The Speed of God: Mainline Religion
Karl Marx famously observed that religion was the opiate of the masses, meaning that it provided an escape from the harsh realities of life. This may well be true, but looking at the conflicts arising in the Middle East these days, I’m inclined to observe that religion is the amphetamine of the masses.
Now, some will suggest that the conflicts between Arabs, Christians and Jews in Palestine/Israel, or between or among Islamists (Sunni and Shi’a) are simply proxy struggles for what is at base political conflict. I think this gets things wrong, and does a disservice to religion, as well as politics.
There may well be cynical non-believers who make use of the religions conflicts of our time to their own political ends. However, there are also true believers for whom the religious issues are the source and end of the conflict. A look at European history will show that this is not a new phenomenon. Look back to the European conflicts of the 15th through the 17th century — focus just on England if that makes it easier — and you will see people killing each other over things like vernacular liturgy and the theology of the Eucharist. There is nothing new about beheading or burning people over religious differences. As I said in an earlier post, if you want to understand the Muslim present, look to the Christian past.
It is also no use trying to play one Muslim off against another — or to accept with an easy nod the soothing reassurances of the “good Muslims” that the Islamists are in error and do not truly represent Islam. Who says? Council after council anathematized those it deemed “heretics”; the Pope said the same thing about Elizabeth I; American Baptists distance themselves from the folks in Westboro; the Global South Anglicans will condemn Episcopalians as apostates. These divisions of opinion do not mark the boundary between true and false religion — or if they do, who is to decide which side is right? One chooses one’s side based one’s own understanding of what is right and just and true — but so do they all, excepting the odd occasional cynic who might just be doing it all for political gain; and I think every side may have one or more such game-players.

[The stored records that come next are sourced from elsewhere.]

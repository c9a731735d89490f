//! Readiness protocol run before interacting with a freshly rendered list.
//!
//! In order: wait for the selector to be visible (fatal on timeout), wait for
//! it to be attached, wait for a minimum element count (soft on timeout),
//! optionally wait for a load signal (timeout swallowed), then settle for a
//! randomized window drawn from the [`TimingEngine`].
use super::pacing::TimingEngine;
use super::page::{ElementState, LoadSignal, PageWaits, WaitError};
use harvest_common::PacingMode;
use std::fmt;
use std::sync::Arc;
use std::time::Duration;
use tracing::{debug, warn};

/// What to do when the minimum row count is not reached in time.
#[derive(Debug, Clone, Copy, Default, PartialEq, Eq)]
pub enum RowShortfallPolicy {
    /// Log once and continue with whatever is rendered.
    #[default]
    Proceed,
    /// Fail the wait with [`ReadinessError::RowCountTimeout`].
    Abort,
}

#[derive(Debug, Clone, PartialEq)]
pub struct ReadinessConfig {
    pub timeout: Duration,
    pub min_count: usize,
    /// Bound for the optional load-signal step, independent of `timeout`.
    pub secondary_timeout: Duration,
    pub load_signal: Option<LoadSignal>,
    pub settle_min_ms: f64,
    pub settle_max_ms: f64,
    pub shortfall: RowShortfallPolicy,
}

impl ReadinessConfig {
    pub fn for_mode(mode: PacingMode, min_rows_override: Option<usize>) -> Self {
        let base = match mode {
            PacingMode::Normal => Self {
                timeout: Duration::from_secs(15),
                min_count: 10,
                secondary_timeout: Duration::from_secs(3),
                load_signal: Some(LoadSignal::DomContentLoaded),
                settle_min_ms: 900.0,
                settle_max_ms: 1_800.0,
                shortfall: RowShortfallPolicy::Proceed,
            },
            PacingMode::Fast => Self {
                timeout: Duration::from_secs(15),
                min_count: 3,
                secondary_timeout: Duration::from_secs(1),
                load_signal: Some(LoadSignal::DomContentLoaded),
                settle_min_ms: 150.0,
                settle_max_ms: 400.0,
                shortfall: RowShortfallPolicy::Proceed,
            },
        };
        match min_rows_override {
            Some(min_count) => Self { min_count, ..base },
            None => base,
        }
    }

    pub fn with_timeout(mut self, timeout: Duration) -> Self {
        self.timeout = timeout;
        self
    }

    pub fn with_shortfall(mut self, shortfall: RowShortfallPolicy) -> Self {
        self.shortfall = shortfall;
        self
    }
}

impl Default for ReadinessConfig {
    fn default() -> Self {
        Self::for_mode(PacingMode::Normal, None)
    }
}

/// The list rendered fewer rows than requested before the timeout.
#[derive(Debug, Clone, PartialEq)]
pub struct RowCountTimeout {
    pub selector: String,
    pub min_count: usize,
    pub waited: Duration,
}

impl fmt::Display for RowCountTimeout {
    fn fmt(&self, f: &mut fmt::Formatter<'_>) -> fmt::Result {
        write!(
            f,
            "fewer than {} elements matched `{}` within {:?}",
            self.min_count, self.selector, self.waited
        )
    }
}

#[derive(Debug, Clone, PartialEq)]
pub enum ReadinessOutcome {
    Ready { settled: Duration },
    /// Timed out waiting for rows but proceeding with what is rendered.
    Degraded {
        shortfall: RowCountTimeout,
        settled: Duration,
    },
}

impl ReadinessOutcome {
    pub fn settled(&self) -> Duration {
        match self {
            ReadinessOutcome::Ready { settled } | ReadinessOutcome::Degraded { settled, .. } => {
                *settled
            }
        }
    }

    pub fn is_degraded(&self) -> bool {
        matches!(self, ReadinessOutcome::Degraded { .. })
    }
}

#[derive(thiserror::Error, Debug, Clone, PartialEq)]
pub enum ReadinessError {
    #[error("element `{selector}` did not become {state:?} within {timeout:?}")]
    ElementWaitTimeout {
        selector: String,
        state: ElementState,
        timeout: Duration,
    },

    #[error("{0}")]
    RowCountTimeout(RowCountTimeout),

    #[error("browser session failed while waiting for `{selector}`: {source}")]
    Session {
        selector: String,
        #[source]
        source: WaitError,
    },
}

/// Runs the readiness protocol against any [`PageWaits`] implementation.
pub struct ListReadinessWaiter {
    timing: Arc<TimingEngine>,
    config: ReadinessConfig,
}

impl ListReadinessWaiter {
    pub fn new(timing: Arc<TimingEngine>, config: ReadinessConfig) -> Self {
        Self { timing, config }
    }

    pub fn config(&self) -> &ReadinessConfig {
        &self.config
    }

    /// Wait until `selector` is visible, attached, and matches at least
    /// `min_count` elements, then settle.
    pub async fn wait_ready<P>(
        &self,
        page: &P,
        selector: &str,
    ) -> Result<ReadinessOutcome, ReadinessError>
    where
        P: PageWaits + ?Sized,
    {
        let cfg = &self.config;

        for state in [ElementState::Visible, ElementState::Attached] {
            page.wait_for_selector(selector, state, cfg.timeout)
                .await
                .map_err(|err| match err {
                    WaitError::Timeout(_) => ReadinessError::ElementWaitTimeout {
                        selector: selector.to_string(),
                        state,
                        timeout: cfg.timeout,
                    },
                    source => ReadinessError::Session {
                        selector: selector.to_string(),
                        source,
                    },
                })?;
        }

        let shortfall = match page
            .wait_for_predicate(&min_count_script(selector, cfg.min_count), cfg.timeout)
            .await
        {
            Ok(()) => None,
            Err(WaitError::Timeout(waited)) => {
                let shortfall = RowCountTimeout {
                    selector: selector.to_string(),
                    min_count: cfg.min_count,
                    waited,
                };
                warn!(
                    target: "readiness",
                    %selector,
                    min_count = cfg.min_count,
                    policy = ?cfg.shortfall,
                    "readiness.row_count_timeout"
                );
                if cfg.shortfall == RowShortfallPolicy::Abort {
                    return Err(ReadinessError::RowCountTimeout(shortfall));
                }
                Some(shortfall)
            }
            Err(source) => {
                return Err(ReadinessError::Session {
                    selector: selector.to_string(),
                    source,
                })
            }
        };

        if let Some(signal) = cfg.load_signal {
            if let Err(err) = page
                .wait_for_load_signal(signal, cfg.secondary_timeout)
                .await
            {
                debug!(target: "readiness", %selector, ?signal, error = %err, "readiness.load_signal_skipped");
            }
        }

        let settle_ms = self
            .timing
            .compute_delay(cfg.settle_min_ms, cfg.settle_max_ms);
        let settled = Duration::from_millis(settle_ms.max(0.0).round() as u64);
        page.wait_for_duration(settled).await;

        debug!(
            target: "readiness",
            %selector,
            settled_ms = settled.as_millis() as u64,
            degraded = shortfall.is_some(),
            "readiness.ready"
        );

        Ok(match shortfall {
            None => ReadinessOutcome::Ready { settled },
            Some(shortfall) => ReadinessOutcome::Degraded { shortfall, settled },
        })
    }
}

/// Script that is `true` once `selector` matches at least `min_count` elements.
pub fn min_count_script(selector: &str, min_count: usize) -> String {
    let quoted = serde_json::to_string(selector).unwrap_or_else(|_| "\"\"".into());
    format!("return document.querySelectorAll({quoted}).length >= {min_count};")
}

#[cfg(test)]
mod tests {
    use super::*;
    use crate::harvest_browser::pacing::TimingConfig;
    use async_trait::async_trait;
    use std::sync::Mutex;

    #[derive(Debug, Clone, PartialEq)]
    enum Call {
        Selector(ElementState),
        Predicate(String),
        Load(LoadSignal, Duration),
        Sleep(Duration),
    }

    #[derive(Default)]
    struct FakePage {
        visible: Option<WaitError>,
        attached: Option<WaitError>,
        count: Option<WaitError>,
        load: Option<WaitError>,
        calls: Mutex<Vec<Call>>,
    }

    impl FakePage {
        fn calls(&self) -> Vec<Call> {
            self.calls.lock().unwrap().clone()
        }

        fn record(&self, call: Call) {
            self.calls.lock().unwrap().push(call);
        }
    }

    fn outcome(err: &Option<WaitError>) -> Result<(), WaitError> {
        match err {
            Some(e) => Err(e.clone()),
            None => Ok(()),
        }
    }

    #[async_trait]
    impl PageWaits for FakePage {
        async fn wait_for_selector(
            &self,
            _selector: &str,
            state: ElementState,
            _timeout: Duration,
        ) -> Result<(), WaitError> {
            self.record(Call::Selector(state));
            match state {
                ElementState::Visible => outcome(&self.visible),
                ElementState::Attached => outcome(&self.attached),
            }
        }

        async fn wait_for_predicate(
            &self,
            script: &str,
            _timeout: Duration,
        ) -> Result<(), WaitError> {
            self.record(Call::Predicate(script.to_string()));
            outcome(&self.count)
        }

        async fn wait_for_load_signal(
            &self,
            signal: LoadSignal,
            timeout: Duration,
        ) -> Result<(), WaitError> {
            self.record(Call::Load(signal, timeout));
            outcome(&self.load)
        }

        async fn wait_for_duration(&self, duration: Duration) {
            self.record(Call::Sleep(duration));
        }
    }

    fn waiter(mode: PacingMode, config: ReadinessConfig) -> ListReadinessWaiter {
        let timing = TimingEngine::with_seed(TimingConfig { scale: 1.0, mode }, 11);
        ListReadinessWaiter::new(Arc::new(timing), config)
    }

    fn timeout() -> WaitError {
        WaitError::Timeout(Duration::from_secs(15))
    }

    #[tokio::test]
    async fn runs_every_step_in_order() {
        let page = FakePage::default();
        let w = waiter(PacingMode::Normal, ReadinessConfig::default());

        let outcome = w.wait_ready(&page, "li.result").await.unwrap();
        assert!(!outcome.is_degraded());

        let calls = page.calls();
        assert_eq!(calls.len(), 5);
        assert_eq!(calls[0], Call::Selector(ElementState::Visible));
        assert_eq!(calls[1], Call::Selector(ElementState::Attached));
        assert_eq!(
            calls[2],
            Call::Predicate(min_count_script("li.result", 10))
        );
        assert_eq!(
            calls[3],
            Call::Load(LoadSignal::DomContentLoaded, Duration::from_secs(3))
        );
        assert_eq!(calls[4], Call::Sleep(outcome.settled()));
        let settled = outcome.settled().as_millis();
        assert!((900..=1_800).contains(&settled), "settled {settled}ms");
    }

    #[tokio::test]
    async fn visibility_timeout_is_fatal() {
        let page = FakePage {
            visible: Some(timeout()),
            ..FakePage::default()
        };
        let w = waiter(PacingMode::Normal, ReadinessConfig::default());

        let err = w.wait_ready(&page, "ul.people").await.unwrap_err();
        assert!(matches!(
            err,
            ReadinessError::ElementWaitTimeout { ref selector, state: ElementState::Visible, .. }
                if selector == "ul.people"
        ));
        assert_eq!(page.calls().len(), 1);
    }

    #[tokio::test]
    async fn session_failure_is_not_reported_as_timeout() {
        let page = FakePage {
            attached: Some(WaitError::Session("target closed".into())),
            ..FakePage::default()
        };
        let w = waiter(PacingMode::Normal, ReadinessConfig::default());

        let err = w.wait_ready(&page, "ul").await.unwrap_err();
        assert!(matches!(err, ReadinessError::Session { .. }));
    }

    #[tokio::test]
    async fn row_shortfall_degrades_but_still_settles() {
        let page = FakePage {
            count: Some(timeout()),
            ..FakePage::default()
        };
        let w = waiter(PacingMode::Normal, ReadinessConfig::default());

        let outcome = w.wait_ready(&page, "li").await.unwrap();
        match &outcome {
            ReadinessOutcome::Degraded { shortfall, .. } => {
                assert_eq!(shortfall.selector, "li");
                assert_eq!(shortfall.min_count, 10);
            }
            other => panic!("expected degraded outcome, got {other:?}"),
        }
        assert!(matches!(page.calls().last(), Some(Call::Sleep(_))));
    }

    #[tokio::test]
    async fn row_shortfall_aborts_when_policy_says_so() {
        let page = FakePage {
            count: Some(timeout()),
            ..FakePage::default()
        };
        let cfg = ReadinessConfig::default().with_shortfall(RowShortfallPolicy::Abort);
        let w = waiter(PacingMode::Normal, cfg);

        let err = w.wait_ready(&page, "li").await.unwrap_err();
        assert!(matches!(err, ReadinessError::RowCountTimeout(_)));
        assert!(!page.calls().iter().any(|c| matches!(c, Call::Sleep(_))));
    }

    #[tokio::test]
    async fn load_signal_timeout_is_swallowed() {
        let page = FakePage {
            load: Some(WaitError::Timeout(Duration::from_secs(3))),
            ..FakePage::default()
        };
        let w = waiter(PacingMode::Normal, ReadinessConfig::default());

        let outcome = w.wait_ready(&page, "li").await.unwrap();
        assert!(matches!(outcome, ReadinessOutcome::Ready { .. }));
    }

    #[tokio::test]
    async fn fast_mode_lowers_threshold_and_settle_window() {
        let page = FakePage::default();
        let w = waiter(
            PacingMode::Fast,
            ReadinessConfig::for_mode(PacingMode::Fast, None),
        );

        let outcome = w.wait_ready(&page, "li").await.unwrap();
        assert!(page
            .calls()
            .contains(&Call::Predicate(min_count_script("li", 3))));
        let settled = outcome.settled().as_millis();
        assert!((150..=400).contains(&settled), "settled {settled}ms");
    }

    #[test]
    fn override_replaces_min_count() {
        let cfg = ReadinessConfig::for_mode(PacingMode::Fast, Some(25));
        assert_eq!(cfg.min_count, 25);
        assert_eq!(cfg.settle_max_ms, 400.0);
    }

    #[test]
    fn count_script_quotes_the_selector() {
        let script = min_count_script(r#"a[data-role="row"]"#, 4);
        assert_eq!(
            script,
            r#"return document.querySelectorAll("a[data-role=\"row\"]").length >= 4;"#
        );
    }
}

So I hate to be the bearer of bad news to those who think that “good” religion will solve the problems of the current world crisis. Religion isn’t the solution; it is the problem. Christians trying to be sweet and reasonable by saying to Jews and Muslims, “We all worship the same God” is really a bit condescending, and ultimately false, since only some nominal Christians are willing to soft-pedal the orthodox notion that Jesus is God — so not really quite the same as the God of Judaism or Islam, at least from their point of view.
However, we nor they need not alter beliefs in order to work towards a pluralistic world in which people resolve not to kill each other over religious differences. What is needed is something like the Elizabethan settlement — which derives not so much from an act of will or resolve to peace as from a war-weariness in which all but the most zealous finally recognize that the continued fighting is getting them nowhere fast, and it is time to stop mainlining the speed of religion. Christianity more or less reached this detente a few centuries ago; we can only hope that Islam doesn’t take as long to reach its stasis point.